LOUISVILLE, Ky. — When it was all over, the losing captain was all alone, as losers always are, thinking about what could have been. The smooth hair, the lively eyes, the confident manner — it all hid nothing. You could see a fast mind was swirling. Where did it all go wrong. The selection process? The pairings? The preparation? The dinner menu? So much to second guess. So, so much. The players were waiting.
The captain picked up a small pile of tournament programs, dropped them heavily on a table and sighed. She put on a brave face and headed out of the ballroom and to the team room.
Donna Compton, captain of the 12-person U.S. team in the 2008 Buffett Cup bridge competition, now has a 1-1 record. On Friday, her Team USA had lost to the European team at a hotel in downtown Louisville. The final score, 205.5 to 172.5.
After a heady two-year stay in Compton’s Dallas home, the Buffett Cup, named for the American bridge player and businessman Warren Buffett of Omaha, Neb., was going back across the Atlantic. In ’06, when the Ryder Cup was in Dublin and the inaugural Buffett Cup was, too, the American bridge players were winners. But they couldn’t keep a good thing going. The Euros went young, forgoing experience in favor of faster reflexes. In Compton’s view of the world, that made all the difference.
“Their average age was younger than our youngest player,” Compton said. Each team, by constitution, had 10 men and two women. The average European player was 37 years old.
The youngest of the American players, Geoff Hampson of Las Vegas, approached his captain. He was wearing fancy cowboy boots, a trim gray suit, a white team shirt unbuttoned at the top, sunglasses perched on the top of his shaved head.
“Am I overdressed for dinner?” Hampson asked his captain. In an hour or so, the Europeans and the Americans would be gathering for a gala post-event dinner. Compton suggested the suit coat was not necessary. They spoke of how good things looked for the American team after the first day of the three-day competition.
They said they drank with the European team until four in the morning before the first day of play. It was Compton and Hampson and all the European players. An effective strategy, but it only worked for a day. After the first day, the European captain, Paul Hackett, gave his players a midnight curfew.
Hampson felt that team camaraderie was part of the problem. When the first Buffett Cup was played, in Dublin, the whole U.S. team gathered each night in the hotel bar. But Hampson and Compton both felt that talent had won out, that the European team was deeper. “Form held,” Hampson said. “It usually does in bridge.” The next Buffett Cup will be held along with the Ryder Cup in Wales, in 2010.

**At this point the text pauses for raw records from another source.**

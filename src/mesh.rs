// Copyright (c) 2026, Chad Hogan
// All rights reserved.
//
// This source code is licensed under the BSD-3-Clause license found in the
// LICENSE file in the root directory of this source tree.

use std::collections::HashSet;

use nalgebra::{Matrix3, Vector3};

use crate::core::Mesh;
use crate::error::{JmmError, Result};

/// Slack used by the point-in-cell test, in barycentric units.
const CONTAINS_EPS: f64 = 1e-12;

/// The six tetrahedra of the Kuhn subdivision of a unit cube, as
/// orderings of the axes along a monotone path from corner 0 to corner 7.
const KUHN_PATHS: [[usize; 3]; 6] = [
    [0, 1, 2],
    [0, 2, 1],
    [1, 0, 2],
    [1, 2, 0],
    [2, 0, 1],
    [2, 1, 0],
];

fn sorted_edge(le: [usize; 2]) -> [usize; 2] {
    if le[0] <= le[1] {
        le
    } else {
        [le[1], le[0]]
    }
}

/// An in-memory tetrahedral mesh with vertex-to-cell adjacency.
#[derive(Debug, Clone)]
pub struct TetMesh {
    verts: Vec<Vector3<f64>>,
    cells: Vec<[usize; 4]>,
    vert_cells: Vec<Vec<usize>>,
    /// Inverse of `[v1 - v0, v2 - v0, v3 - v0]` for each cell.
    inv_frames: Vec<Matrix3<f64>>,
    min_edge_length: f64,
    diff_edges: HashSet<[usize; 2]>,
}

impl TetMesh {
    /// Create a mesh from vertex coordinates and cells.
    ///
    /// # Errors
    /// Returns an error if a coordinate is not finite, a cell references a
    /// vertex out of range, or a cell has zero volume.
    pub fn new(verts: Vec<Vector3<f64>>, cells: Vec<[usize; 4]>) -> Result<Self> {
        if let Some(l) = verts.iter().position(|x| !x.iter().all(|c| c.is_finite())) {
            return Err(JmmError::NonFiniteCoordinate(l));
        }

        let num_verts = verts.len();
        let mut vert_cells = vec![Vec::new(); num_verts];
        let mut inv_frames = Vec::with_capacity(cells.len());
        let mut min_edge_length = f64::INFINITY;

        for (lc, cell) in cells.iter().enumerate() {
            if let Some(&index) = cell.iter().find(|&&l| l >= num_verts) {
                return Err(JmmError::InvalidVertexIndex {
                    cell: lc,
                    index,
                    num_verts,
                });
            }

            let x0 = verts[cell[0]];
            let frame = Matrix3::from_columns(&[
                verts[cell[1]] - x0,
                verts[cell[2]] - x0,
                verts[cell[3]] - x0,
            ]);
            let scale = frame.column_iter().map(|c| c.norm()).fold(0.0, f64::max);
            if frame.determinant().abs() <= 1e-14 * scale.powi(3) {
                return Err(JmmError::DegenerateCell(lc));
            }
            let inv = frame.try_inverse().ok_or(JmmError::DegenerateCell(lc))?;
            inv_frames.push(inv);

            for i in 0..4 {
                vert_cells[cell[i]].push(lc);
                for j in i + 1..4 {
                    let len = (verts[cell[i]] - verts[cell[j]]).norm();
                    min_edge_length = min_edge_length.min(len);
                }
            }
        }

        Ok(TetMesh {
            verts,
            cells,
            vert_cells,
            inv_frames,
            min_edge_length,
            diff_edges: HashSet::new(),
        })
    }

    /// Structured mesh of the cube `[0, (n - 1) h]^3` with `n` vertices per
    /// axis, each grid cube split into six tetrahedra. Vertex `(i, j, k)`
    /// has index `i + n j + n^2 k`.
    ///
    /// # Errors
    /// Returns an error if `n < 2` or `h` is not positive and finite.
    pub fn structured_cube(n: usize, h: f64) -> Result<Self> {
        if n < 2 {
            return Err(JmmError::spec(format!("structured cube needs n >= 2, got {n}")));
        }
        if !h.is_finite() || h <= 0.0 {
            return Err(JmmError::spec(format!("structured cube spacing must be positive, got {h}")));
        }

        let index = |i: usize, j: usize, k: usize| i + n * j + n * n * k;

        let mut verts = Vec::with_capacity(n * n * n);
        for k in 0..n {
            for j in 0..n {
                for i in 0..n {
                    verts.push(Vector3::new(i as f64, j as f64, k as f64) * h);
                }
            }
        }

        let mut cells = Vec::with_capacity(6 * (n - 1).pow(3));
        for k in 0..n - 1 {
            for j in 0..n - 1 {
                for i in 0..n - 1 {
                    for path in &KUHN_PATHS {
                        let mut corner = [0usize; 3];
                        let mut cell = [index(i, j, k); 4];
                        for (step, &axis) in path.iter().enumerate() {
                            corner[axis] = 1;
                            cell[step + 1] = index(i + corner[0], j + corner[1], k + corner[2]);
                        }
                        cells.push(cell);
                    }
                }
            }
        }

        TetMesh::new(verts, cells)
    }

    /// Mark edges as diffracting (builder method).
    pub fn with_diff_edges<I: IntoIterator<Item = [usize; 2]>>(mut self, edges: I) -> Self {
        self.diff_edges.extend(edges.into_iter().map(sorted_edge));
        self
    }

    /// The cells of the mesh.
    pub fn cells(&self) -> &[[usize; 4]] {
        &self.cells
    }

    /// Number of cells.
    pub fn num_cells(&self) -> usize {
        self.cells.len()
    }

    /// Barycentric coordinates of `x` with respect to cell `lc`.
    pub fn cell_barycentric(&self, lc: usize, x: &Vector3<f64>) -> [f64; 4] {
        let c = self.inv_frames[lc] * (x - self.verts[self.cells[lc][0]]);
        [1.0 - c.x - c.y - c.z, c.x, c.y, c.z]
    }
}

impl Mesh for TetMesh {
    fn num_verts(&self) -> usize {
        self.verts.len()
    }

    fn vertex(&self, l: usize) -> Vector3<f64> {
        self.verts[l]
    }

    fn vertex_cells(&self, l: usize) -> &[usize] {
        &self.vert_cells[l]
    }

    fn cell_contains_point(&self, lc: usize, x: &Vector3<f64>) -> bool {
        self.cell_barycentric(lc, x).iter().all(|&b| b >= -CONTAINS_EPS)
    }

    fn min_edge_length(&self) -> f64 {
        self.min_edge_length
    }

    fn is_diff_edge(&self, le: [usize; 2]) -> bool {
        self.diff_edges.contains(&sorted_edge(le))
    }
}

#[cfg(test)]
mod tests {
    use super::*;
    use approx::assert_abs_diff_eq;

    fn unit_tet() -> TetMesh {
        TetMesh::new(
            vec![
                Vector3::new(0.0, 0.0, 0.0),
                Vector3::new(1.0, 0.0, 0.0),
                Vector3::new(0.0, 1.0, 0.0),
                Vector3::new(0.0, 0.0, 1.0),
            ],
            vec![[0, 1, 2, 3]],
        )
        .unwrap()
    }

    #[test]
    fn single_tet_containment() {
        let mesh = unit_tet();
        assert!(mesh.cell_contains_point(0, &Vector3::new(0.1, 0.1, 0.1)));
        assert!(mesh.cell_contains_point(0, &Vector3::new(0.0, 0.0, 0.0)));
        assert!(mesh.cell_contains_point(0, &Vector3::new(0.5, 0.5, 0.0)));
        assert!(!mesh.cell_contains_point(0, &Vector3::new(0.5, 0.5, 0.1)));
        assert!(!mesh.cell_contains_point(0, &Vector3::new(-0.01, 0.1, 0.1)));
    }

    #[test]
    fn single_tet_min_edge_length() {
        assert_abs_diff_eq!(unit_tet().min_edge_length(), 1.0, epsilon = 1e-15);
    }

    #[test]
    fn structured_cube_counts() {
        let mesh = TetMesh::structured_cube(3, 0.5).unwrap();
        assert_eq!(mesh.num_verts(), 27);
        assert_eq!(mesh.num_cells(), 48);
        assert_abs_diff_eq!(mesh.min_edge_length(), 0.5, epsilon = 1e-15);
        // the centre vertex touches every cell of the eight cubes around it
        assert_eq!(mesh.vertex_cells(13).len(), 24);
        // every Kuhn path starts at the cube's origin corner
        assert_eq!(mesh.vertex_cells(0).len(), 6);
    }

    #[test]
    fn structured_cube_covers_domain() {
        let mesh = TetMesh::structured_cube(3, 1.0).unwrap();
        let probes = [
            Vector3::new(0.3, 1.7, 0.9),
            Vector3::new(1.99, 0.01, 1.5),
            Vector3::new(1.0, 1.0, 1.0),
        ];
        for p in &probes {
            assert!((0..mesh.num_cells()).any(|lc| mesh.cell_contains_point(lc, p)));
        }
        let outside = Vector3::new(1.0, 1.0, 2.1);
        assert!(!(0..mesh.num_cells()).any(|lc| mesh.cell_contains_point(lc, &outside)));
    }

    #[test]
    fn diff_edges_are_unordered() {
        let mesh = unit_tet().with_diff_edges([[2, 0]]);
        assert!(mesh.is_diff_edge([0, 2]));
        assert!(mesh.is_diff_edge([2, 0]));
        assert!(!mesh.is_diff_edge([0, 1]));
    }

    #[test]
    fn invalid_vertex_index() {
        let result = TetMesh::new(vec![Vector3::zeros(); 3], vec![[0, 1, 2, 3]]);
        assert!(matches!(
            result,
            Err(JmmError::InvalidVertexIndex { cell: 0, index: 3, .. })
        ));
    }

    #[test]
    fn degenerate_cell() {
        let result = TetMesh::new(
            vec![
                Vector3::new(0.0, 0.0, 0.0),
                Vector3::new(1.0, 0.0, 0.0),
                Vector3::new(0.0, 1.0, 0.0),
                Vector3::new(1.0, 1.0, 0.0),
            ],
            vec![[0, 1, 2, 3]],
        );
        assert!(matches!(result, Err(JmmError::DegenerateCell(0))));
    }

    #[test]
    fn non_finite_vertex() {
        let result = TetMesh::new(vec![Vector3::new(0.0, f64::NAN, 0.0)], vec![]);
        assert!(matches!(result, Err(JmmError::NonFiniteCoordinate(0))));
    }
}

Buffett, who is a golfer and a bridge player, was not on hand for the event. Compton said the qualities that made Buffett a good businessman made him a good bridge player as well: the analysis of information, and the ability to change that analysis on the basis of new information. Compton, not a golfer, picked up on some of that quality while watching Tiger Woods play in Dublin at the 2006 Ryder Cup. “I could see him judging the turf,” she said.
Hampson is a golfer, and so were some of his teammates, but a U.S. player from Chicago, Steve Garner, was not among them. In the team room, the losing players were drinking bubbly and playing backgammon and discussing the upcoming Ryder Cup. “In bridge, if you misplay a hand, you’ll be up at two in the morning trying to play it again and again in your mind,” Garner said. “Golf’s not like that, is it?”
“You idiot,” screamed a teammate, Zia Mahmood of New York City. “You are joking, right? Golf is exactly like that.”
The discussion turned to another bridge player/golfer, and Mahmood’s desire to play this person for $1,000 a hole. It was all rather amusing. The losing team’s spirits were lifting.
Captain Compton was asked if she had any advice for Paul Azinger, the captain of the U.S. Ryder Cup team. She did not, as she was barely aware of the name.
For Team USA, the countdown to the redemption match in Wales had already begun. The captain hoped she’d be back for that one, but it was too soon to say.